Slaughterhouse’s Joell Ortiz is not issuing any apologies for being the first rapper to respond to Kendrick Lamar‘s “Control” bars but also said fans should realize he is not trying to spark a beef.
According to Mr. Yaowa, he still has ample respect for K. Dot but felt an urge to let his voice out after hearing the rapper’s name-dropping lines.
“I like Kendrick Lamar, man. I really love what he’s doing for the culture. I love what he’s doing for hip hop and being such an honest person, and when I heard the record I loved it. This is what I’m talking about, bringing it back to that competitive nature that we all grew up on…I appreciate his bravery. I’m so not a hater. That takes big cajones. I gotta respect it. Although, I obviously, immediately disagreed.” (VLAD TV)
Much like Joell, Philadelphia rapper Cassidy said he could only applaud the West Coast rapper for speaking out with hard-hitting bars.

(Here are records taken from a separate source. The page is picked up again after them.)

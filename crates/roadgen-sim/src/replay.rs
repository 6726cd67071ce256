//! Input recording and deterministic replay.
//!
//! Steering is held across ticks, so a [`ReplayLog`] stores only the ticks
//! where the input *changed*, plus periodic state-hash checkpoints. Replaying
//! restores the initial snapshot, re-applies each input change on its tick
//! and compares hashes at every checkpoint.
//!
//! # Recording and replaying
//!
//! ```
//! use roadgen_sim::prelude::*;
//! use roadgen_sim::replay::{replay, ReplayRecorder};
//!
//! let mut drive = DriveLoop::new(SimConfig::default()).unwrap();
//! let mut recorder = ReplayRecorder::new(drive.capture_snapshot(), 30);
//!
//! for tick in 0..240u64 {
//!     let steering = if tick < 80 { Steering::Right } else { Steering::None };
//!     drive.set_input(InputFrame { steering });
//!     recorder.record(&drive);
//!     drive.tick();
//! }
//! let log = recorder.finish();
//!
//! let mut fresh = DriveLoop::new(SimConfig::default()).unwrap();
//! let result = replay(&mut fresh, &log).unwrap();
//! assert!(result.completed);
//! assert!(result.first_divergence.is_none());
//! assert_eq!(fresh.state_hash(), drive.state_hash());
//! ```

use std::collections::BTreeMap;

use anyhow::{bail, Context};
use serde::{Deserialize, Serialize};

use crate::snapshot::SimSnapshot;
use crate::tick::{DriveEvent, DriveLoop, InputFrame};

// ---------------------------------------------------------------------------
// ReplayLog
// ---------------------------------------------------------------------------

/// A recorded run: the starting state, input changes and checkpoints.
#[derive(Debug, Clone, PartialEq, Serialize, Deserialize)]
pub struct ReplayLog {
    /// State the run started from.
    pub initial_snapshot: SimSnapshot,
    /// Number of ticks executed after the snapshot.
    pub total_ticks: u64,
    /// Input changes and checkpoints in tick order.
    pub entries: Vec<ReplayEntry>,
}

/// One entry of a [`ReplayLog`].
#[derive(Debug, Clone, PartialEq, Serialize, Deserialize)]
pub enum ReplayEntry {
    /// The held input changed to `input` before `tick` ran.
    Input {
        /// Tick the new input first applies to.
        tick: u64,
        /// The new input.
        input: InputFrame,
    },
    /// State hash before `tick` ran (after its input was applied).
    Checkpoint {
        /// Tick of the checkpoint.
        tick: u64,
        /// BLAKE3 hex digest at that point.
        state_hash: String,
    },
}

// ---------------------------------------------------------------------------
// ReplayResult
// ---------------------------------------------------------------------------

/// Outcome of [`replay`].
#[derive(Debug, Clone, PartialEq, Serialize, Deserialize)]
pub struct ReplayResult {
    /// Whether every recorded tick was replayed.
    pub completed: bool,
    /// Ticks executed before stopping.
    pub ticks_replayed: u64,
    /// The first checkpoint that did not match, if any.
    pub first_divergence: Option<ReplayDivergence>,
    /// Events produced by the replayed ticks.
    pub events: Vec<DriveEvent>,
}

/// A checkpoint whose hash differed on replay.
#[derive(Debug, Clone, PartialEq, Eq, Serialize, Deserialize)]
pub struct ReplayDivergence {
    /// Tick of the checkpoint.
    pub tick: u64,
    /// Hash stored in the log.
    pub expected_hash: String,
    /// Hash computed during replay.
    pub actual_hash: String,
}

// ---------------------------------------------------------------------------
// ReplayRecorder
// ---------------------------------------------------------------------------

/// Builds a [`ReplayLog`] while a [`DriveLoop`] runs.
///
/// Call [`record`](Self::record) once per tick, after setting that tick's
/// input and before calling [`DriveLoop::tick`].
pub struct ReplayRecorder {
    log: ReplayLog,
    checkpoint_interval: u64,
    held: InputFrame,
    last_tick: Option<u64>,
}

impl ReplayRecorder {
    /// Start recording from `snapshot`.
    ///
    /// A checkpoint is written every `checkpoint_interval` ticks, counted on
    /// the loop's absolute tick number. Zero disables checkpoints.
    pub fn new(snapshot: SimSnapshot, checkpoint_interval: u64) -> Self {
        let held = snapshot.current_input.clone();
        Self {
            log: ReplayLog {
                initial_snapshot: snapshot,
                total_ticks: 0,
                entries: Vec::new(),
            },
            checkpoint_interval,
            held,
            last_tick: None,
        }
    }

    /// Record the tick `drive` is about to run.
    ///
    /// # Panics
    ///
    /// Panics if the loop's tick number did not advance since the last call.
    pub fn record(&mut self, drive: &DriveLoop) {
        let tick = drive.tick_count();
        if let Some(prev) = self.last_tick {
            assert!(
                tick > prev,
                "ticks must be recorded in increasing order: {tick} after {prev}"
            );
        }
        self.last_tick = Some(tick);
        self.log.total_ticks += 1;

        let input = drive.current_input();
        if *input != self.held {
            self.held = input.clone();
            self.log.entries.push(ReplayEntry::Input {
                tick,
                input: input.clone(),
            });
        }

        if self.checkpoint_interval > 0 && tick % self.checkpoint_interval == 0 {
            self.log.entries.push(ReplayEntry::Checkpoint {
                tick,
                state_hash: drive.state_hash(),
            });
        }
    }

    /// Stop recording and return the log.
    pub fn finish(self) -> ReplayLog {
        self.log
    }
}

// ---------------------------------------------------------------------------
// replay()
// ---------------------------------------------------------------------------

/// Replay `log` on `drive` and check every checkpoint.
///
/// Stops at the first divergence, reporting how many ticks ran.
///
/// # Errors
///
/// Fails without touching `drive` if the log has two entries of the same
/// kind on one tick, or if its tick range overflows. Fails if the initial
/// snapshot cannot be restored.
pub fn replay(drive: &mut DriveLoop, log: &ReplayLog) -> Result<ReplayResult, anyhow::Error> {
    let mut inputs: BTreeMap<u64, &InputFrame> = BTreeMap::new();
    let mut checkpoints: BTreeMap<u64, &str> = BTreeMap::new();
    for entry in &log.entries {
        match entry {
            ReplayEntry::Input { tick, input } => {
                if inputs.insert(*tick, input).is_some() {
                    bail!("replay log has two input changes at tick {tick}");
                }
            }
            ReplayEntry::Checkpoint { tick, state_hash } => {
                if checkpoints.insert(*tick, state_hash).is_some() {
                    bail!("replay log has two checkpoints at tick {tick}");
                }
            }
        }
    }

    let start = log.initial_snapshot.tick_counter;
    let Some(end) = start.checked_add(log.total_ticks) else {
        bail!(
            "replay range overflows: start {start} + {} ticks",
            log.total_ticks
        );
    };

    drive
        .restore_from_snapshot(&log.initial_snapshot)
        .context("restoring the initial replay snapshot")?;

    let mut events = Vec::new();
    let mut ticks_replayed = 0;
    for tick in start..end {
        if let Some(input) = inputs.get(&tick) {
            drive.set_input((*input).clone());
        }

        if let Some(expected) = checkpoints.get(&tick) {
            let actual = drive.state_hash();
            if actual != *expected {
                tracing::warn!(tick, expected, actual = %actual, "replay diverged");
                return Ok(ReplayResult {
                    completed: false,
                    ticks_replayed,
                    first_divergence: Some(ReplayDivergence {
                        tick,
                        expected_hash: (*expected).to_owned(),
                        actual_hash: actual,
                    }),
                    events,
                });
            }
        }

        events.extend(drive.tick());
        ticks_replayed += 1;
    }

    Ok(ReplayResult {
        completed: true,
        ticks_replayed,
        first_divergence: None,
        events,
    })
}

// ---------------------------------------------------------------------------
// Tests
// ---------------------------------------------------------------------------
//! Roadgen Track -- procedural road generation from chained cubic curves.
//!
//! This crate provides the numeric core of an endless top-down road. The road
//! is a pair of [`CurveSegment`](segment::CurveSegment)s owned by a
//! [`TrackManager`](manager::TrackManager); each segment is a restricted cubic
//! Bézier whose interior control points share the x of their endpoints. As the
//! viewport scrolls, consumed segments are rerolled into new random
//! continuations chained from the other segment's end.
//!
//! Two queries are answered against the curves:
//!
//! - **Rasterization** ([`raster`]): one x-offset per integer scanline, used to
//!   draw the road.
//! - **Closest point** ([`locate`]): the curve's x nearest to an arbitrary y,
//!   used for off-road detection.
//!
//! # Quick Start
//!
//! ```
//! use roadgen_track::prelude::*;
//!
//! let config = TrackConfig::default();
//! let mut rng = SeededSource::new(7);
//! let track = TrackManager::new(config, Point2::new(0.0, 14.4), &mut rng).unwrap();
//!
//! let (_, segment) = track.active_segment_at(0.0);
//! assert!(segment.contains_y(0.0));
//!
//! let x = track.closest_x(0.0);
//! assert!(x.is_finite());
//! ```

#![deny(unsafe_code)]

pub mod config;
pub mod locate;
pub mod manager;
pub mod random;
pub mod raster;
pub mod sampler;
pub mod segment;

// ---------------------------------------------------------------------------
// Error types
// ---------------------------------------------------------------------------

/// Errors produced by track construction and rasterization.
#[derive(Debug, Clone, PartialEq, thiserror::Error)]
pub enum TrackError {
    /// The rasterizer step skipped a whole scanline: the step is too coarse
    /// for the segment's curvature.
    #[error("rasterizer step too coarse: scanline {scanline} received no sample (next sample at y = {sample_y})")]
    StepTooCoarse {
        /// The scanline that received no sample.
        scanline: i64,
        /// The y of the sample that jumped past it.
        sample_y: f64,
    },

    /// Two explicit segments do not form a usable track.
    #[error("invalid track: {reason}")]
    InvalidTrack {
        /// What is wrong with the pair.
        reason: String,
    },

    /// A configuration value is unusable.
    #[error("invalid track config field '{field}': {reason}")]
    InvalidConfig {
        /// Name of the offending field.
        field: &'static str,
        /// Why the value was rejected.
        reason: String,
    },
}

// ---------------------------------------------------------------------------
// Prelude
// ---------------------------------------------------------------------------

/// Convenience re-exports for common usage.
pub mod prelude {
    pub use crate::config::TrackConfig;
    pub use crate::locate::closest_x;
    pub use crate::manager::{SegmentSlot, TrackManager};
    pub use crate::random::{FixedSource, SeededSource, UniformSource};
    pub use crate::raster::{scanlines, Scanline, Scanlines};
    pub use crate::sampler::evaluate;
    pub use crate::segment::{CurveSegment, Point2};
    pub use crate::TrackError;
}

// ---------------------------------------------------------------------------
// Tests
// ---------------------------------------------------------------------------
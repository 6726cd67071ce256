//! Road segments: restricted cubic Bézier curves chained end to start.
//!
//! A [`CurveSegment`] runs from `origin` upward (decreasing y) to `end`. Its
//! two interior control points sit directly above/below their endpoints, so a
//! segment is described by the two endpoints plus the two control-point y
//! values. Segments are value types: the [`TrackManager`](crate::manager::TrackManager)
//! keeps two of them and rerolls each in place when it scrolls out of view.

use serde::{Deserialize, Serialize};

use crate::config::TrackConfig;
use crate::random::UniformSource;

// ---------------------------------------------------------------------------
// Point2
// ---------------------------------------------------------------------------

/// A point in logical track coordinates. Y grows downward.
#[derive(Debug, Clone, Copy, Default, PartialEq, Serialize, Deserialize)]
pub struct Point2 {
    /// Horizontal coordinate.
    pub x: f64,
    /// Vertical coordinate.
    pub y: f64,
}

impl Point2 {
    /// Create a point.
    pub const fn new(x: f64, y: f64) -> Self {
        Self { x, y }
    }
}

// ---------------------------------------------------------------------------
// CurveSegment
// ---------------------------------------------------------------------------

/// One chained piece of road.
///
/// A zeroed segment (`CurveSegment::default()`) is only a placeholder; call
/// [`reroll`](Self::reroll) before querying it.
#[derive(Debug, Clone, Copy, Default, PartialEq, Serialize, Deserialize)]
pub struct CurveSegment {
    /// Start point, shared with the end of the previous segment.
    pub origin: Point2,
    /// Generated terminus. Always above the origin (`end.y < origin.y`).
    pub end: Point2,
    /// Y of the control point at `(origin.x, origin_control_y)`.
    pub origin_control_y: f64,
    /// Y of the control point at `(end.x, end_control_y)`.
    pub end_control_y: f64,
}

impl CurveSegment {
    /// Build a segment already rerolled from `origin`.
    pub fn rerolled(origin: Point2, config: &TrackConfig, rng: &mut impl UniformSource) -> Self {
        let mut segment = Self::default();
        segment.reroll(origin, config, rng);
        segment
    }

    /// Regenerate this segment as a random continuation starting at `origin`.
    ///
    /// Draws four uniform values in a fixed order: end x, end y, origin
    /// control, end control. The new segment always spans more than one
    /// viewport height, and each control point is pulled 30-75% of the span
    /// toward the opposite end.
    pub fn reroll(&mut self, origin: Point2, config: &TrackConfig, rng: &mut impl UniformSource) {
        let h = config.viewport_height;
        let lateral = config.lateral_range;

        self.origin = origin;
        self.end.x = origin.x + rng.next_unit() * 2.0 * lateral - lateral;
        self.end.y = origin.y - (h + 2.0 + ((h / 3.0) * rng.next_unit()).floor());

        let dy = self.origin.y - self.end.y;
        self.origin_control_y = self.origin.y - (dy * 0.3 + dy * rng.next_unit() * 0.45);
        self.end_control_y = self.end.y + (dy * 0.3 + dy * rng.next_unit() * 0.45);
    }

    /// Whether `y` lies within the segment's closed vertical range.
    pub fn contains_y(&self, y: f64) -> bool {
        y >= self.end.y && y <= self.origin.y
    }

    /// Vertical distance from `y` to the segment's range; zero inside it.
    pub fn distance_to_y(&self, y: f64) -> f64 {
        if y > self.origin.y {
            y - self.origin.y
        } else if y < self.end.y {
            self.end.y - y
        } else {
            0.0
        }
    }

    /// Vertical span `origin.y - end.y`.
    pub fn span(&self) -> f64 {
        self.origin.y - self.end.y
    }
}

// ---------------------------------------------------------------------------
// Tests
// ---------------------------------------------------------------------------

“I knew the game was turning around anyways,” he said. “You see a lot of these artists that…see people get it confused. They might hear a certain artists on the radio or see a video and they might think they winning but when you look at record sales, the artist that’s not really being lyrical, they not winning, like, right at this present moment. And the artists that are trying to be more lyrical and come up with original ideas and go in their own lane, they selling more. And they winning more. So I seen that the climate was changing and that people was ready to hear lyrics and bars. But with Kendrick doing what he did, he gave them a bridge to walk over to feel comfortable with saying that they ready to hear bars, and Hip Hop is back, and they ready to take it back to people being more competitive ’cause that’s how the game started.” (HHDX)
With the song still catching a widespread buzz, guest collaborator Jay Electronica acknowledged the attention “Control” has received.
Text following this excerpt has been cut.